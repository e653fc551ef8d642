//! Annotation model for GameServers
//!
//! Pure helpers that read and classify the annotations operators put on
//! Fleets and GameServers. Absence is always a valid answer here; callers that
//! need a mandatory annotation raise their own validation error.

use std::fmt;

use kube::ResourceExt;

use crate::crd::{GameServer, GameServerState};

pub const OCTOPS_ANNOTATION_INGRESS_MODE: &str = "octops.io/gameserver-ingress-mode";
pub const OCTOPS_ANNOTATION_INGRESS_DOMAIN: &str = "octops.io/gameserver-ingress-domain";
pub const OCTOPS_ANNOTATION_INGRESS_FQDN: &str = "octops.io/gameserver-ingress-fqdn";
pub const OCTOPS_ANNOTATION_TERMINATE_TLS: &str = "octops.io/terminate-tls";
pub const OCTOPS_ANNOTATION_TLS_SECRET_NAME: &str = "octops.io/tls-secret-name";
pub const OCTOPS_ANNOTATION_ISSUER_NAME: &str = "octops.io/issuer-tls-name";
pub const OCTOPS_ANNOTATION_CUSTOM_PREFIX: &str = "octops-";
pub const OCTOPS_ANNOTATION_CUSTOM_SERVICE_PREFIX: &str = "octops.service-";
pub const OCTOPS_ANNOTATION_INGRESS_READY: &str = "octops.io/ingress-ready";
pub const OCTOPS_ANNOTATION_INGRESS_CLASS_NAME: &str = "octops.io/ingress-class-name";
pub const OCTOPS_ANNOTATION_INGRESS_CLASS_NAME_LEGACY: &str = "octops-kubernetes.io/ingress.class";

pub const CERT_MANAGER_ANNOTATION_ISSUER: &str = "cert-manager.io/cluster-issuer";
pub const AGONES_GAMESERVER_NAME_LABEL: &str = "agones.dev/gameserver";

/// How hosts and paths are derived for a GameServer's Ingress
#[derive(Clone, Copy, Debug, Default, PartialEq, Eq, Hash)]
pub enum RoutingMode {
    /// One subdomain per GameServer: `<name>.<domain>/`
    #[default]
    Domain,
    /// One shared FQDN, one path per GameServer: `<fqdn>/<name>`
    Path,
}

impl RoutingMode {
    pub fn as_str(&self) -> &'static str {
        match self {
            RoutingMode::Domain => "domain",
            RoutingMode::Path => "path",
        }
    }

    /// The annotation holding the hosts this mode routes on
    pub fn hosts_annotation(&self) -> &'static str {
        match self {
            RoutingMode::Domain => OCTOPS_ANNOTATION_INGRESS_DOMAIN,
            RoutingMode::Path => OCTOPS_ANNOTATION_INGRESS_FQDN,
        }
    }
}

impl fmt::Display for RoutingMode {
    fn fmt(&self, f: &mut fmt::Formatter<'_>) -> fmt::Result {
        f.write_str(self.as_str())
    }
}

pub fn has_annotation<'a>(gs: &'a GameServer, annotation: &str) -> Option<&'a str> {
    gs.metadata
        .annotations
        .as_ref()
        .and_then(|a| a.get(annotation))
        .map(String::as_str)
}

/// Routing mode requested by the GameServer, `Domain` when absent or unknown
pub fn routing_mode(gs: &GameServer) -> RoutingMode {
    match has_annotation(gs, OCTOPS_ANNOTATION_INGRESS_MODE) {
        Some(mode) if mode.trim().eq_ignore_ascii_case("path") => RoutingMode::Path,
        _ => RoutingMode::Domain,
    }
}

pub fn tls_issuer(gs: &GameServer) -> &str {
    has_annotation(gs, OCTOPS_ANNOTATION_ISSUER_NAME).unwrap_or("")
}

/// Ingress class name, falling back to the deprecated annotation
pub fn ingress_class_name(gs: &GameServer) -> &str {
    has_annotation(gs, OCTOPS_ANNOTATION_INGRESS_CLASS_NAME)
        .or_else(|| has_annotation(gs, OCTOPS_ANNOTATION_INGRESS_CLASS_NAME_LEGACY))
        .unwrap_or("")
}

pub fn is_shutdown(gs: &GameServer) -> bool {
    gs.state() == GameServerState::Shutdown
}

/// Only Scheduled, RequestReady and Ready GameServers are exposed
pub fn must_reconcile(gs: &GameServer) -> bool {
    matches!(
        gs.state(),
        GameServerState::Scheduled | GameServerState::RequestReady | GameServerState::Ready
    )
}

/// Port allocated by Agones, 0 until one is published
pub fn game_server_port(gs: &GameServer) -> i32 {
    gs.status
        .as_ref()
        .and_then(|s| s.ports.first())
        .map(|p| p.port)
        .unwrap_or(0)
}

pub fn game_server_container_port(gs: &GameServer) -> i32 {
    gs.spec
        .ports
        .first()
        .map(|p| p.container_port)
        .unwrap_or(0)
}

/// `namespace/name` of the GameServer
pub fn namespaced(gs: &GameServer) -> String {
    format!(
        "{}/{}",
        gs.namespace().unwrap_or_default(),
        gs.name_any()
    )
}

/// Parse a boolean the way operators write them in manifests.
///
/// Accepts `1, t, T, TRUE, true, True, 0, f, F, FALSE, false, False`.
pub fn parse_bool(value: &str) -> Option<bool> {
    match value {
        "1" | "t" | "T" | "TRUE" | "true" | "True" => Some(true),
        "0" | "f" | "F" | "FALSE" | "false" | "False" => Some(false),
        _ => None,
    }
}

/// Split a comma-separated host list, dropping blanks
pub fn split_hosts(value: &str) -> Vec<&str> {
    value
        .split(',')
        .map(str::trim)
        .filter(|h| !h.is_empty())
        .collect()
}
+-------+
* WORK TO BE COMPLETED *
The full data must appear again, retyped in every detail.

* EXPECTED ANSWER *
repository e653fc551ef8d642
//! Annotation model for GameServers
//!
//! Pure helpers that read and classify the annotations operators put on
//! Fleets and GameServers. Absence is always a valid answer here; callers that
//! need a mandatory annotation raise their own validation error.

use std::fmt;

use kube::ResourceExt;

use crate::crd::{GameServer, GameServerState};

pub const OCTOPS_ANNOTATION_INGRESS_MODE: &str = "octops.io/gameserver-ingress-mode";
pub const OCTOPS_ANNOTATION_INGRESS_DOMAIN: &str = "octops.io/gameserver-ingress-domain";
pub const OCTOPS_ANNOTATION_INGRESS_FQDN: &str = "octops.io/gameserver-ingress-fqdn";
pub const OCTOPS_ANNOTATION_TERMINATE_TLS: &str = "octops.io/terminate-tls";
pub const OCTOPS_ANNOTATION_TLS_SECRET_NAME: &str = "octops.io/tls-secret-name";
pub const OCTOPS_ANNOTATION_ISSUER_NAME: &str = "octops.io/issuer-tls-name";
pub const OCTOPS_ANNOTATION_CUSTOM_PREFIX: &str = "octops-";
pub const OCTOPS_ANNOTATION_CUSTOM_SERVICE_PREFIX: &str = "octops.service-";
pub const OCTOPS_ANNOTATION_INGRESS_READY: &str = "octops.io/ingress-ready";
pub const OCTOPS_ANNOTATION_INGRESS_CLASS_NAME: &str = "octops.io/ingress-class-name";
pub const OCTOPS_ANNOTATION_INGRESS_CLASS_NAME_LEGACY: &str = "octops-kubernetes.io/ingress.class";

pub const CERT_MANAGER_ANNOTATION_ISSUER: &str = "cert-manager.io/cluster-issuer";
pub const AGONES_GAMESERVER_NAME_LABEL: &str = "agones.dev/gameserver";

/// How hosts and paths are derived for a GameServer's Ingress
#[derive(Clone, Copy, Debug, Default, PartialEq, Eq, Hash)]
pub enum RoutingMode {
    /// One subdomain per GameServer: `<name>.<domain>/`
    #[default]
    Domain,
    /// One shared FQDN, one path per GameServer: `<fqdn>/<name>`
    Path,
}

impl RoutingMode {
    pub fn as_str(&self) -> &'static str {
        match self {
            RoutingMode::Domain => "domain",
            RoutingMode::Path => "path",
        }
    }

    /// The annotation holding the hosts this mode routes on
    pub fn hosts_annotation(&self) -> &'static str {
        match self {
            RoutingMode::Domain => OCTOPS_ANNOTATION_INGRESS_DOMAIN,
            RoutingMode::Path => OCTOPS_ANNOTATION_INGRESS_FQDN,
        }
    }
}

impl fmt::Display for RoutingMode {
    fn fmt(&self, f: &mut fmt::Formatter<'_>) -> fmt::Result {
        f.write_str(self.as_str())
    }
}

pub fn has_annotation<'a>(gs: &'a GameServer, annotation: &str) -> Option<&'a str> {
    gs.metadata
        .annotations
        .as_ref()
        .and_then(|a| a.get(annotation))
        .map(String::as_str)
}

/// Routing mode requested by the GameServer, `Domain` when absent or unknown
pub fn routing_mode(gs: &GameServer) -> RoutingMode {
    match has_annotation(gs, OCTOPS_ANNOTATION_INGRESS_MODE) {
        Some(mode) if mode.trim().eq_ignore_ascii_case("path") => RoutingMode::Path,
        _ => RoutingMode::Domain,
    }
}

pub fn tls_issuer(gs: &GameServer) -> &str {
    has_annotation(gs, OCTOPS_ANNOTATION_ISSUER_NAME).unwrap_or("")
}

/// Ingress class name, falling back to the deprecated annotation
pub fn ingress_class_name(gs: &GameServer) -> &str {
    has_annotation(gs, OCTOPS_ANNOTATION_INGRESS_CLASS_NAME)
        .or_else(|| has_annotation(gs, OCTOPS_ANNOTATION_INGRESS_CLASS_NAME_LEGACY))
        .unwrap_or("")
}

pub fn is_shutdown(gs: &GameServer) -> bool {
    gs.state() == GameServerState::Shutdown
}

/// Only Scheduled, RequestReady and Ready GameServers are exposed
pub fn must_reconcile(gs: &GameServer) -> bool {
    matches!(
        gs.state(),
        GameServerState::Scheduled | GameServerState::RequestReady | GameServerState::Ready
    )
}

/// Port allocated by Agones, 0 until one is published
pub fn game_server_port(gs: &GameServer) -> i32 {
    gs.status
        .as_ref()
        .and_then(|s| s.ports.first())
        .map(|p| p.port)
        .unwrap_or(0)
}

pub fn game_server_container_port(gs: &GameServer) -> i32 {
    gs.spec
        .ports
        .first()
        .map(|p| p.container_port)
        .unwrap_or(0)
}

/// `namespace/name` of the GameServer
pub fn namespaced(gs: &GameServer) -> String {
    format!(
        "{}/{}",
        gs.namespace().unwrap_or_default(),
        gs.name_any()
    )
}

/// Parse a boolean the way operators write them in manifests.
///
/// Accepts `1, t, T, TRUE, true, True, 0, f, F, FALSE, false, False`.
pub fn parse_bool(value: &str) -> Option<bool> {
    match value {
        "1" | "t" | "T" | "TRUE" | "true" | "True" => Some(true),
        "0" | "f" | "F" | "FALSE" | "false" | "False" => Some(false),
        _ => None,
    }
}

/// Split a comma-separated host list, dropping blanks
pub fn split_hosts(value: &str) -> Vec<&str> {
    value
        .split(',')
        .map(str::trim)
        .filter(|h| !h.is_empty())
        .collect()
}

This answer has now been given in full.